ヒュンケルは彼の姿を直視できず、思わず下を向いた。
メァリがばすんと腰辺りを叩く。
「行け。行くんだ。躊躇している場合か」
「待て。待ってくれ。……いや、やはり今日はやめよう」
「何回目だよ! ヒュンケル、あのさ、僕も詳しいわけじゃないけど、絆に関しては専門家なんだ。絶対に何とかするべきだって!」
「無理だ……無理だ。もし断られたら」
「それでも不死騎団長か!」
「元・団長だ! 正義に生きると決めたのに、闇の力で誰かの魂を操るわけには――」
「いや、操っちゃだめなんだって! 自然に、互いの心を繋ぐんだよ。まったくもう」
頼むから誰かアシストしてくれ、と心中で愚痴る。やっぱりレオナあたりに頼んだほうが早いんじゃないか。
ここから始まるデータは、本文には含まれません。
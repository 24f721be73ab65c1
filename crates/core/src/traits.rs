//! Persistence contract for the index
//!
//! The index lives in two record kinds, postings and global term counts,
//! owned by whatever storage backend the host provides. These traits are
//! the whole surface the engine needs from it:
//!
//! - `IndexStore`: read paths for queries, plus atomic units for writers
//! - `IndexTransaction`: the operations available inside one atomic unit
//!
//! Thread safety: all methods must be callable concurrently from multiple
//! threads (requires Send + Sync).

use std::collections::HashMap;

use crate::error::Result;
use crate::posting::{GlobalTermCount, Posting, PostingKey};
use crate::record::EntityRef;

/// Callback run once the enclosing transaction commits
pub type CommitCallback = Box<dyn FnOnce() + Send + 'static>;

/// Operations available inside one atomic unit
///
/// Reads observe the unit's own uncommitted writes. Nothing becomes
/// visible to other readers until the unit commits, and then everything
/// does at once.
pub trait IndexTransaction {
    /// Read a posting
    fn get_posting(&mut self, key: &PostingKey) -> Result<Option<Posting>>;

    /// Create a posting unless one with the same key already exists
    ///
    /// Returns `true` if the posting was created, `false` if an existing
    /// posting was left untouched.
    fn create_posting(&mut self, posting: Posting) -> Result<bool>;

    /// Delete a posting (no-op if absent)
    fn delete_posting(&mut self, key: &PostingKey) -> Result<()>;

    /// Read a global term count
    fn get_term_count(&mut self, term: &str) -> Result<Option<GlobalTermCount>>;

    /// Insert or overwrite a global term count
    fn put_term_count(&mut self, count: GlobalTermCount) -> Result<()>;
}

/// Storage backend holding postings and global term counts
pub trait IndexStore: Send + Sync {
    /// Run `f` as one atomic unit
    ///
    /// If `f` returns an error the unit is discarded and the error returned.
    /// If `f` succeeds but a concurrent writer invalidated what it read,
    /// the unit is discarded and `Error::TransactionAborted` is returned;
    /// the caller may run `f` again.
    fn transaction(
        &self,
        f: &mut dyn FnMut(&mut dyn IndexTransaction) -> Result<()>,
    ) -> Result<()>;

    /// Every posting owned by `entity`
    fn postings_for_entity(&self, entity: &EntityRef) -> Result<Vec<Posting>>;

    /// Every posting of `table` whose term is in `terms`
    fn postings_for_terms(&self, terms: &[String], table: &str) -> Result<Vec<Posting>>;

    /// Global counts of the given terms; absent terms are omitted
    fn term_counts(&self, terms: &[String]) -> Result<HashMap<String, i64>>;

    /// Global count of one term
    fn term_count(&self, term: &str) -> Result<Option<i64>> {
        let mut counts = self.term_counts(&[term.to_string()])?;
        Ok(counts.remove(term))
    }

    /// Total number of live postings
    fn posting_count(&self) -> Result<usize>;

    /// Whether the calling thread is inside a host-level transaction scope
    fn in_transaction(&self) -> bool {
        false
    }

    /// Defer `callback` until the calling thread's host-level transaction
    /// commits; it is dropped if that transaction aborts. Outside a
    /// transaction scope the callback runs immediately.
    fn after_commit(&self, callback: CommitCallback) {
        callback()
    }
}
だが。ヒュンケルの複雑怪奇なやるせない思いをダイレクトに感じ取っているのは、今のところ絆の勇者たるメァリだけなのだ。
仲間たちには、どんなに説明してもうまく理解してもらえないだろう。プライバシー保護の観点からも、他人に相談するわけにはいかない。
「このままずっと待っているつもり? 受け入れがたいんだけど。僕には分かるんだ、ヒュンケルとあの男には、特別な絆がある」
「……だが、ラーハルトは死す運命なんだ。さらに具合の悪いことに、殺したのは俺だ。そして今の奴には、俺などに目を向ける暇はない。運命に抗う事の出来る希少な時間を、主君であるバランとダイの為に捧げたいに決まっている」
その言い訳は前にも聞いたが、まあ、その通りだ。メァリは唇を舐める。
が、納得はできなかった。
魔剣戦士ヒュンケルともあろうものが、あの半魔の槍使いに送る視線ときたら。希望と絶望の入り混じった、あの目ときたら。
「あああ、もう、そんな目で僕を見るな」
頭を掻きむしりながら、理不尽な文句を叫ぶ。
「見ていないだろう。そんな目ってどんな目だ」
「とにかく! ラーハルトと話すべきだ。状況はセッティングしたからな、逃げるなよ」
メァリが斜め下から睨み上げる。
ヒュンケルはいつになく小さくなって、おずおずと一歩踏み出した。
やっとだ。やっと、ここまで漕ぎつけた。
密かなはぐれ者としての共感をこの青年と分け合い始めて、もうどれくらい経つのだろう。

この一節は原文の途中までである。